- [YOUR TASK] Beneath this instruction is a listing; print exactly the lines in it starting at the line that contains "a scalar field." and going through the line that contains "raw scalar field.".

*** DATA SECTION ***

//! JSON-deserializable layout definitions.
//!
//! These types describe the *shape* of the binary data a view overlays.
//! They are intended to be constructed from JSON (for example a layout file
//! produced by a schema compiler) and then compiled — with full structural
//! validation — into the trusted [`crate::layout`] types. Direct
//! construction of layout types skips that validation and is reserved for
//! generated code.

use std::collections::{HashMap, HashSet};

use serde::{Deserialize, Serialize};

use crate::errors::LayoutError;
use crate::expr::{BinOp, Expr};
use crate::layout::{
    ArrayLayout, ByteOrder, CountSpec, ElementLayout, EnumTable, MAX_FIELD_REFS, Member,
    MemberShape, OffsetSpec, ScalarLayout, StructLayout, VirtualLayout, VirtualStore,
};
use crate::params::{MAX_PARAMS, ParamSpec};

/// Byte/bit addressing scheme of a scalar field.
#[derive(Debug, Deserialize, Serialize, Default, Clone, Copy)]
pub enum ByteOrderDef {
    #[default]
    BigEndian,
    LittleEndian,
}

/// Symbolic names for enum-typed values, keyed by raw value.
#[derive(Debug, Deserialize, Serialize, Clone)]
pub struct EnumTableDef {
    pub entries: HashMap<i64, String>,
    /// If true, values without an entry make the field invalid.
    #[serde(default)]
    pub strict: bool,
}

/// A raw scalar field.
#[derive(Debug, Deserialize, Serialize, Clone)]
pub struct ScalarDef {
    /// Width in bits, 1..=64.
    pub width_bits: usize,
    /// Whether the value is sign-extended on read.
    #[serde(default)]
    pub signed: bool,
    #[serde(default)]
    pub byte_order: ByteOrderDef,
    #[serde(default)]
    pub enums: Option<EnumTableDef>,
}

#[derive(Debug, Deserialize, Serialize, Clone, Copy)]
pub enum BinOpDef {
    Add,
    Sub,
    Mul,
    Div,
    Eq,
    Ne,
    Lt,
    Le,
    Gt,
    Ge,
    And,
    Or,
}

/// An integer expression over constants, parameters, and earlier fields.
#[derive(Debug, Deserialize, Serialize, Clone)]
pub enum ExprDef {
    Const(i64),
    Param(usize),
    Field(usize),
    Input,
    Binary(BinOpDef, Box<ExprDef>, Box<ExprDef>),
    Not(Box<ExprDef>),
}

/// Where a member starts.
#[derive(Debug, Deserialize, Serialize, Clone)]
#[serde(tag = "type")]
pub enum OffsetDef {
    /// Fixed bit offset from the start of the view.
    Bits { bits: u64 },
    /// Immediately after the previous member, plus an optional gap.
    After {
        #[serde(default)]
        gap_bits: u64,
    },
    /// Byte offset computed from earlier fields or parameters.
    ByteExpr { expr: ExprDef },
}

impl Default for OffsetDef {
    fn default() -> Self {
        OffsetDef::After { gap_bits: 0 }
    }
}

/// Array element count.
#[derive(Debug, Deserialize, Serialize, Clone)]
#[serde(tag = "type")]
pub enum CountDef {
    Fixed { count: usize },
    Expr { expr: ExprDef },
    /// As many whole strides as fit to the end of the view's range.
    FillToEnd,
}

/// Back-solving rule for a writable virtual field.
#[derive(Debug, Deserialize, Serialize, Clone)]
pub struct VirtualStoreDef {
    /// Index of the earlier raw scalar receiving the stored value.
    pub field: usize,
    /// Maps the incoming value (`Input`) to the raw stored value.
    pub inverse: ExprDef,
}

/// A computed field.
#[derive(Debug, Deserialize, Serialize, Clone)]
pub struct VirtualDef {
    pub expr: ExprDef,
    #[serde(default)]
    pub store: Option<VirtualStoreDef>,
}

/// A nested struct member or element, with its parameter arguments.
#[derive(Debug, Deserialize, Serialize, Clone)]
pub struct NestedDef {
    pub layout: StructDef,
    #[serde(default)]
    pub args: Vec<ExprDef>,
}

/// Array element type.
#[derive(Debug, Deserialize, Serialize, Clone)]
#[serde(tag = "type")]
pub enum ElementDef {
    Scalar(ScalarDef),
    Struct(NestedDef),
}

/// A homogeneous sequence with constant stride.
#[derive(Debug, Deserialize, Serialize, Clone)]
pub struct ArrayDef {
    pub element: Box<ElementDef>,
    pub count: CountDef,
    /// Distance in bits between the start of consecutive elements.
    pub stride_bits: u64,
}

/// What a member is.
#[derive(Debug, Deserialize, Serialize, Clone)]
#[serde(tag = "type")]
pub enum ShapeDef {
    Scalar(ScalarDef),
    Virtual(VirtualDef),
    Struct(NestedDef),
    Array(ArrayDef),
}

/// One member of a struct definition.
#[derive(Debug, Deserialize, Serialize, Clone)]
pub struct MemberDef {
    /// Omitted for reserved/skipped regions.
    #[serde(default)]
    pub name: Option<String>,
    #[serde(default)]
    pub offset: OffsetDef,
    /// Presence predicate for conditional members.
    #[serde(default)]
    pub presence: Option<ExprDef>,
    pub shape: ShapeDef,
}

/// A declared parameter with its inclusive admissible range.
#[derive(Debug, Deserialize, Serialize, Clone)]
pub struct ParamDef {
    pub name: String,
    #[serde(default = "min_default")]
    pub min: i64,
    #[serde(default = "max_default")]
    pub max: i64,
}

fn min_default() -> i64 {
    i64::MIN
}

fn max_default() -> i64 {
    i64::MAX
}

/// Top-level struct definition.
#[derive(Debug, Deserialize, Serialize, Clone)]
pub struct StructDef {
    #[serde(default)]
    pub name: String,
    #[serde(default)]
    pub params: Vec<ParamDef>,
    pub members: Vec<MemberDef>,
}

impl StructDef {
    /// Validates and compiles this definition into a trusted layout.
    pub fn compile(&self) -> Result<StructLayout, LayoutError> {
        if self.params.len() > MAX_PARAMS {
            return Err(LayoutError::TooManyParams(self.params.len()));
        }
        let mut params = Vec::with_capacity(self.params.len());
        for p in &self.params {
            if p.min > p.max {
                return Err(LayoutError::EmptyParamRange(p.name.clone()));
            }
            params.push(ParamSpec::new(&p.name, p.min, p.max));
        }

        let mut seen = HashSet::new();
        let mut members = Vec::with_capacity(self.members.len());
        for (at, m) in self.members.iter().enumerate() {
            if let Some(name) = &m.name {
                if name.is_empty() || !seen.insert(name.clone()) {
                    return Err(LayoutError::InvalidMemberName(name.clone()));
                }
            }
            let ctx = ExprCtx {
                at,
                declared_params: self.params.len(),
                members: &self.members,
            };
            let offset = match &m.offset {
                OffsetDef::Bits { bits } => OffsetSpec::Bits(*bits),
                OffsetDef::After { gap_bits } => OffsetSpec::After { gap_bits: *gap_bits },
                OffsetDef::ByteExpr { expr } => {
                    ctx.check(expr, false)?;
                    OffsetSpec::ByteExpr(expr.into())
                }
            };
            let presence = match &m.presence {
                Some(expr) => {
                    ctx.check(expr, false)?;
                    Some(expr.into())
                }
                None => None,
            };
            let shape = compile_shape(&m.shape, &ctx)?;
            members.push(Member {
                name: m.name.clone(),
                offset,
                presence,
                shape,
            });
        }

        Ok(StructLayout {
            name: self.name.clone(),
            params,
            members,
        })
    }
}

struct ExprCtx<'d> {
    at: usize,
    declared_params: usize,
    members: &'d [MemberDef],
}

impl ExprCtx<'_> {
    /// Walks an expression, rejecting undeclared parameters, references to
    /// members that are not strictly earlier scalars/virtuals, and `Input`
    /// outside a store inverse.
    fn check(&self, expr: &ExprDef, allow_input: bool) -> Result<(), LayoutError> {
        match expr {
            ExprDef::Const(_) => Ok(()),
            ExprDef::Param(i) => {
                if *i >= self.declared_params {
                    return Err(LayoutError::UnknownParam {
                        index: *i,
                        declared: self.declared_params,
                    });
                }
                Ok(())
            }
            ExprDef::Field(i) => {
                if *i >= self.at {
                    return Err(LayoutError::ForwardReference {
                        at: self.at,
                        reference: *i,
                    });
                }
                if *i >= MAX_FIELD_REFS {
                    return Err(LayoutError::ReferenceTooDeep(*i));
                }
                match self.members[*i].shape {
                    ShapeDef::Scalar(_) | ShapeDef::Virtual(_) => Ok(()),
                    _ => Err(LayoutError::NonScalarReference(*i)),
                }
            }
            ExprDef::Input => {
                if allow_input {
                    Ok(())
                } else {
                    Err(LayoutError::StrayInput)
                }
            }
            ExprDef::Binary(_, lhs, rhs) => {
                self.check(lhs, allow_input)?;
                self.check(rhs, allow_input)
            }
            ExprDef::Not(inner) => self.check(inner, allow_input),
        }
    }
}

fn compile_scalar(def: &ScalarDef) -> Result<ScalarLayout, LayoutError> {
    if def.width_bits == 0 || def.width_bits > crate::bits::MAX_WIDTH {
        return Err(LayoutError::InvalidWidth(def.width_bits));
    }
    let enums = def.enums.as_ref().map(|e| {
        let mut entries: Vec<(i64, String)> =
            e.entries.iter().map(|(v, n)| (*v, n.clone())).collect();
        entries.sort();
        EnumTable {
            entries,
            strict: e.strict,
        }
    });
    Ok(ScalarLayout {
        width_bits: def.width_bits,
        signed: def.signed,
        byte_order: def.byte_order.into(),
        enums,
    })
}

fn compile_nested(def: &NestedDef, ctx: &ExprCtx<'_>) -> Result<(StructLayout, Vec<Expr>), LayoutError> {
    let layout = def.layout.compile()?;
    if def.args.len() != layout.params.len() {
        return Err(LayoutError::ArgCountMismatch {
            at: ctx.at,
            given: def.args.len(),
            declared: layout.params.len(),
        });
    }
    let mut args = Vec::with_capacity(def.args.len());
    for arg in &def.args {
        ctx.check(arg, false)?;
        args.push(arg.into());
    }
    Ok((layout, args))
}

fn compile_shape(def: &ShapeDef, ctx: &ExprCtx<'_>) -> Result<MemberShape, LayoutError> {
    match def {
        ShapeDef::Scalar(s) => Ok(MemberShape::Scalar(compile_scalar(s)?)),
        ShapeDef::Virtual(v) => {
            ctx.check(&v.expr, false)?;
            let store = match &v.store {
                None => None,
                Some(s) => {
                    let target_is_raw_scalar = s.field < ctx.at
                        && matches!(ctx.members[s.field].shape, ShapeDef::Scalar(_));
                    if !target_is_raw_scalar {
                        return Err(LayoutError::InvalidStoreTarget {
                            at: ctx.at,
                            target: s.field,
                        });
                    }
                    ctx.check(&s.inverse, true)?;
                    Some(VirtualStore {
                        field: s.field,
                        inverse: (&s.inverse).into(),
                    })
                }
            };
            Ok(MemberShape::Virtual(VirtualLayout {
                expr: (&v.expr).into(),
                store,
            }))
        }
        ShapeDef::Struct(nested) => {
            let (layout, args) = compile_nested(nested, ctx)?;
            Ok(MemberShape::Struct { layout, args })
        }
        ShapeDef::Array(a) => {
            let element = match a.element.as_ref() {
                ElementDef::Scalar(s) => ElementLayout::Scalar(compile_scalar(s)?),
                ElementDef::Struct(nested) => {
                    let (layout, args) = compile_nested(nested, ctx)?;
                    ElementLayout::Struct { layout, args }
                }
            };
            if element.min_bits() > a.stride_bits {
                return Err(LayoutError::InvalidArrayStride);
            }
            let count = match &a.count {
                CountDef::Fixed { count } => {
                    if *count == 0 {
                        return Err(LayoutError::InvalidArrayCount);
                    }
                    CountSpec::Fixed(*count)
                }
                CountDef::Expr { expr } => {
                    ctx.check(expr, false)?;
                    CountSpec::Expr(expr.into())
                }
                CountDef::FillToEnd => CountSpec::FillToEnd,
            };
            Ok(MemberShape::Array(ArrayLayout {
                element,
                count,
                stride_bits: a.stride_bits,
            }))
        }
    }
}

impl From<ByteOrderDef> for ByteOrder {
    fn from(value: ByteOrderDef) -> Self {
        match value {
            ByteOrderDef::BigEndian => ByteOrder::BigEndian,
            ByteOrderDef::LittleEndian => ByteOrder::LittleEndian,
        }
    }
}

impl From<BinOpDef> for BinOp {
    fn from(value: BinOpDef) -> Self {
        match value {
            BinOpDef::Add => BinOp::Add,
            BinOpDef::Sub => BinOp::Sub,
            BinOpDef::Mul => BinOp::Mul,
            BinOpDef::Div => BinOp::Div,
            BinOpDef::Eq => BinOp::Eq,
            BinOpDef::Ne => BinOp::Ne,
            BinOpDef::Lt => BinOp::Lt,
            BinOpDef::Le => BinOp::Le,
            BinOpDef::Gt => BinOp::Gt,
            BinOpDef::Ge => BinOp::Ge,
            BinOpDef::And => BinOp::And,
            BinOpDef::Or => BinOp::Or,
        }
    }
}

impl From<&ExprDef> for Expr {
    fn from(value: &ExprDef) -> Self {
        match value {
            ExprDef::Const(v) => Expr::Const(*v),
            ExprDef::Param(i) => Expr::Param(*i),
            ExprDef::Field(i) => Expr::Field(*i),
            ExprDef::Input => Expr::Input,
            ExprDef::Binary(op, lhs, rhs) => Expr::Binary(
                (*op).into(),
                Box::new(lhs.as_ref().into()),
                Box::new(rhs.as_ref().into()),
            ),
            ExprDef::Not(inner) => Expr::Not(Box::new(inner.as_ref().into())),
        }
    }
}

*** End of DATA SECTION ***

- [ANSWER BOX]
/// Byte/bit addressing scheme of a scalar field.
#[derive(Debug, Deserialize, Serialize, Default, Clone, Copy)]
pub enum ByteOrderDef {
    #[default]
    BigEndian,
    LittleEndian,
}

/// Symbolic names for enum-typed values, keyed by raw value.
#[derive(Debug, Deserialize, Serialize, Clone)]
pub struct EnumTableDef {
    pub entries: HashMap<i64, String>,
    /// If true, values without an entry make the field invalid.
    #[serde(default)]
    pub strict: bool,
}

/// A raw scalar field.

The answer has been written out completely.